Minister of the Interior
- In office 27 June 1946 – 6 September 1946
- President: Alfredo Duhalde
- Preceded by: Alfredo Duhalde (acting)
- Succeeded by: Juan Antonio Iribarren

Personal details
- Born: 21 May 1889 Santiago, Chile
- Died: 30 January 1977 (aged 87) Santiago, Chile
- Spouse: Amelia Novoa

Military service
- Branch/service: Chilean Navy
- Rank: Vice Admiral

= Vicente Merino =

Chilean politician and admiral

Vicente Merino Bielich (1 January 1889 – 30 January 1977) was a Chilean naval officer and politician.

He commanded the Chilean Navy during World War II and the Battle of the Caribbean.

== Early life ==
The son of a Navy Captain named Vicente Merino Jarpa, he briefly served as the acting president of Chile between August 3 and 13, 1946.

== Public career ==
He was the son of prominent Chilean naval officer Vicente Merino Jarpa, a veteran of the War of the Pacific and the 1891 Chilean Civil War, and Peruvian-born Esther Bielich Pomareda. He married Amelia Novoa Astaburuaga, with whom he had six children.

On 10 January 1944, Merino became Commander-in-Chief of the Chilean Navy, a position he held until his retirement in 1947.

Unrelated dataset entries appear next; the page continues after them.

//! SecretProviderClass Custom Resource Definition

use std::collections::BTreeMap;

use kube::CustomResource;
use schemars::JsonSchema;
use serde::{Deserialize, Serialize};

/// SecretProviderClass resource specification
///
/// Declares which provider serves a mount, the provider-specific parameters
/// passed on every mount request, and the Kubernetes secrets that mirror the
/// mounted files.
#[derive(CustomResource, Clone, Debug, Default, Deserialize, Serialize, JsonSchema)]
#[kube(
    group = "secrets-store.csi.x-k8s.io",
    version = "v1",
    kind = "SecretProviderClass",
    plural = "secretproviderclasses",
    singular = "secretproviderclass",
    shortname = "spc",
    namespaced,
    printcolumn = r#"{"name": "Provider", "type": "string", "jsonPath": ".spec.provider"}"#,
    printcolumn = r#"{"name": "Age", "type": "date", "jsonPath": ".metadata.creationTimestamp"}"#
)]
#[serde(rename_all = "camelCase")]
pub struct SecretProviderClassSpec {
    /// Name of the provider plugin serving this class
    pub provider: String,

    /// Provider-specific parameters
    #[serde(default, skip_serializing_if = "BTreeMap::is_empty")]
    pub parameters: BTreeMap<String, String>,

    /// Kubernetes secrets synced from the mounted content
    #[serde(default, skip_serializing_if = "Vec::is_empty")]
    pub secret_objects: Vec<SecretObject>,
}

/// A Kubernetes secret derived from mounted files
#[derive(Clone, Debug, Default, Deserialize, Serialize, JsonSchema)]
#[serde(rename_all = "camelCase")]
pub struct SecretObject {
    /// Name of the Kubernetes secret
    pub secret_name: String,

    /// Kubernetes secret type (Opaque, kubernetes.io/tls, ...)
    #[serde(rename = "type")]
    pub type_: String,

    /// Labels applied to the secret on creation
    #[serde(default, skip_serializing_if = "BTreeMap::is_empty")]
    pub labels: BTreeMap<String, String>,

    /// Annotations applied to the secret on creation
    #[serde(default, skip_serializing_if = "BTreeMap::is_empty")]
    pub annotations: BTreeMap<String, String>,

    /// Data key extraction rules
    #[serde(default)]
    pub data: Vec<SecretObjectData>,
}

/// Maps a mounted object to a key of the secret
#[derive(Clone, Debug, Default, Deserialize, Serialize, JsonSchema)]
#[serde(rename_all = "camelCase")]
pub struct SecretObjectData {
    /// Name of the mounted file
    pub object_name: String,

    /// Key in the secret's data map
    pub key: String,

    /// Encoding of the file content (utf-8, base64, hex). Defaults to raw bytes.
    #[serde(skip_serializing_if = "Option::is_none")]
    pub encoding: Option<String>,
}
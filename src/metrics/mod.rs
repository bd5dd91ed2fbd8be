//! Prometheus metrics for the rotation controller
//!
//! This module exposes rotation counters, the reconcile duration histogram
//! and the health endpoints.

mod prometheus;

pub use prometheus::*;
//! Secrets Store rotation controller
//!
//! Main entry point. Builds the Kubernetes client and the node-scoped caches,
//! wires the rotation pipeline to its collaborators and runs the controller
//! until a shutdown signal arrives.

use std::sync::Arc;

use clap::Parser;
use tokio::signal;
use tokio_util::sync::CancellationToken;
use tracing::{error, info};
use tracing_subscriber::{layer::SubscriberExt, util::SubscriberInitExt, EnvFilter};

use secrets_rotation_controller::{
    adapters::{KubeClusterClient, KubeEventSink, KubeStore, EVENT_REPORTER},
    config::Config,
    controllers::{Context, RotationController},
    metrics,
    provider::{ProviderClientCache, UnixSocketConnector},
    reconcilers::Reconciler,
};

#[tokio::main]
async fn main() -> anyhow::Result<()> {
    init_tracing();

    let config = Config::parse();
    config.validate()?;

    info!(
        node = %config.node_name,
        provider_volume = %config.provider_volume.display(),
        "Starting secrets rotation controller"
    );

    let client = config.build_client().await?;
    info!("Connected to Kubernetes API server");

    let store = Arc::new(KubeStore::start(client.clone(), &config.node_name).await?);
    info!("Object caches synced");

    let cluster = Arc::new(KubeClusterClient::new(client.clone(), EVENT_REPORTER));
    let events = Arc::new(KubeEventSink::new(client, Some(config.node_name.clone())));
    let providers = Arc::new(ProviderClientCache::new(Arc::new(UnixSocketConnector::new(
        config.provider_volume.clone(),
        config.provider_timeout(),
    ))));

    let reconciler = Reconciler::new(store.clone(), cluster, providers);
    let context = Arc::new(Context::new(store, events, reconciler));
    let controller = RotationController::new(context, config.controller_settings());

    let metrics_handle = tokio::spawn(metrics::serve(config.metrics_port));
    info!("Metrics server starting on port {}", config.metrics_port);

    let shutdown = CancellationToken::new();
    let mut controller_handle = tokio::spawn(controller.run(shutdown.clone()));

    tokio::select! {
        _ = &mut controller_handle => {
            error!("Rotation controller exited unexpectedly");
        }
        _ = metrics_handle => {
            error!("Metrics server exited unexpectedly");
        }
        _ = shutdown_signal() => {
            info!("Received shutdown signal, stopping controller");
        }
    }

    shutdown.cancel();
    if !controller_handle.is_finished() {
        if let Err(e) = controller_handle.await {
            error!(error = %e, "Rotation controller task failed");
        }
    }

    info!("Secrets rotation controller stopped");
    Ok(())
}

/// Initialize tracing subscriber
fn init_tracing() {
    let env_filter = EnvFilter::try_from_default_env()
        .unwrap_or_else(|_| EnvFilter::new("info,kube=warn,hyper=warn"));

    tracing_subscriber::registry()
        .with(env_filter)
        .with(tracing_subscriber::fmt::layer().json())
        .init();
}

/// Wait for shutdown signal (SIGTERM or SIGINT)
async fn shutdown_signal() {
    let ctrl_c = async {
        signal::ctrl_c()
            .await
            .expect("Failed to install CTRL+C handler");
    };

    #[cfg(unix)]
    let terminate = async {
        signal::unix::signal(signal::unix::SignalKind::terminate())
            .expect("Failed to install SIGTERM handler")
            .recv()
            .await;
    };

    #[cfg(not(unix))]
    let terminate = std::future::pending::<()>();

    tokio::select! {
        _ = ctrl_c => {
            info!("Received CTRL+C signal");
        }
        _ = terminate => {
            info!("Received SIGTERM signal");
        }
    }
}
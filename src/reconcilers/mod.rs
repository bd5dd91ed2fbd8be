//! Rotation reconcilers
//!
//! [`Reconciler`] drives the per-status rotation pipeline; the version diff
//! and the secret patch live in their own modules so they can be exercised
//! on their own.

mod outcome;
mod rotation;
pub mod secret_patch;
pub mod versions;

pub use outcome::{
    RotationError, RotationEvent, RotationOutcome, SecretObjectError, Stage,
    REASON_FAILED_TO_ROTATE,
};
pub use rotation::*;
//! Requeue decision after a reconcile attempt

use std::time::Duration;

use super::WorkQueue;

/// Classification of a finished reconcile attempt
#[derive(Debug, Clone, Copy, PartialEq, Eq)]
pub enum AttemptOutcome {
    Success,
    /// The tracked status vanished from the cache
    NotFound,
    Failed,
}

/// What to do with a key after an attempt
#[derive(Debug, Clone, Copy, PartialEq, Eq)]
pub enum RetryDecision {
    /// Clear the retry counter
    Forget,
    /// Requeue through the rate limiter
    RateLimited,
    /// Requeue after a fixed delay
    RequeueAfter(Duration),
    /// Retry budget exhausted: forget the key without requeueing
    Drop,
}

/// Classified retry policy of the rotation queue
#[derive(Debug, Clone, Copy, PartialEq, Eq)]
pub struct RetryPolicy {
    /// Rate-limited retries allowed for not-found failures
    pub max_requeues: u32,
    /// Delay before retrying any other failure
    pub requeue_delay: Duration,
}

impl Default for RetryPolicy {
    fn default() -> Self {
        Self {
            max_requeues: 5,
            requeue_delay: Duration::from_secs(10),
        }
    }
}

impl RetryPolicy {
    /// Decide how to requeue a key that has already been requeued `num_requeues` times
    pub fn decide(&self, outcome: AttemptOutcome, num_requeues: u32) -> RetryDecision {
        match outcome {
            AttemptOutcome::Success => RetryDecision::Forget,
            AttemptOutcome::NotFound if num_requeues < self.max_requeues => {
                RetryDecision::RateLimited
            }
            AttemptOutcome::NotFound => RetryDecision::Drop,
            AttemptOutcome::Failed => RetryDecision::RequeueAfter(self.requeue_delay),
        }
    }

    /// Decide for `key` and apply the decision to `queue`
    pub fn apply(&self, queue: &WorkQueue, key: &str, outcome: AttemptOutcome) -> RetryDecision {
        let decision = self.decide(outcome, queue.num_requeues(key));
        match decision {
            RetryDecision::Forget | RetryDecision::Drop => queue.forget(key),
            RetryDecision::RateLimited => queue.add_rate_limited(key),
            RetryDecision::RequeueAfter(delay) => queue.add_after(key, delay),
        }
        decision
    }
}

#[cfg(test)]
mod tests {
    use super::*;

    #[test]
    fn success_forgets() {
        let policy = RetryPolicy::default();
        assert_eq!(policy.decide(AttemptOutcome::Success, 3), RetryDecision::Forget);
    }

    #[test]
    fn not_found_is_rate_limited_until_budget_is_spent() {
        let policy = RetryPolicy::default();
        for n in 0..5 {
            assert_eq!(policy.decide(AttemptOutcome::NotFound, n), RetryDecision::RateLimited);
        }
        assert_eq!(policy.decide(AttemptOutcome::NotFound, 5), RetryDecision::Drop);
        assert_eq!(policy.decide(AttemptOutcome::NotFound, 6), RetryDecision::Drop);
    }

    #[test]
    fn other_failures_use_the_fixed_delay_forever() {
        let policy = RetryPolicy::default();
        assert_eq!(
            policy.decide(AttemptOutcome::Failed, 0),
            RetryDecision::RequeueAfter(Duration::from_secs(10))
        );
        assert_eq!(
            policy.decide(AttemptOutcome::Failed, 1_000),
            RetryDecision::RequeueAfter(Duration::from_secs(10))
        );
    }

    #[tokio::test(start_paused = true)]
    async fn not_found_key_is_dropped_after_five_requeues() {
        let policy = RetryPolicy::default();
        let queue = WorkQueue::new();
        let key = "default/pod-a-default-spc-1";

        let mut requeues = 0;
        loop {
            match policy.apply(&queue, key, AttemptOutcome::NotFound) {
                RetryDecision::RateLimited => requeues += 1,
                RetryDecision::Drop => break,
                other => panic!("unexpected decision {:?}", other),
            }
        }

        assert_eq!(requeues, 5);
        assert_eq!(queue.num_requeues(key), 0);
    }
}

In January 1946, he was appointed Minister of the Interior by Vice President Alfredo Duhalde Vásquez, serving until 6 September. From 3 to 13 August of that year, Merino served as Vice President of Chile after Duhalde temporarily stepped aside to pursue a presidential candidacy, which he withdrew ten days after his nomination.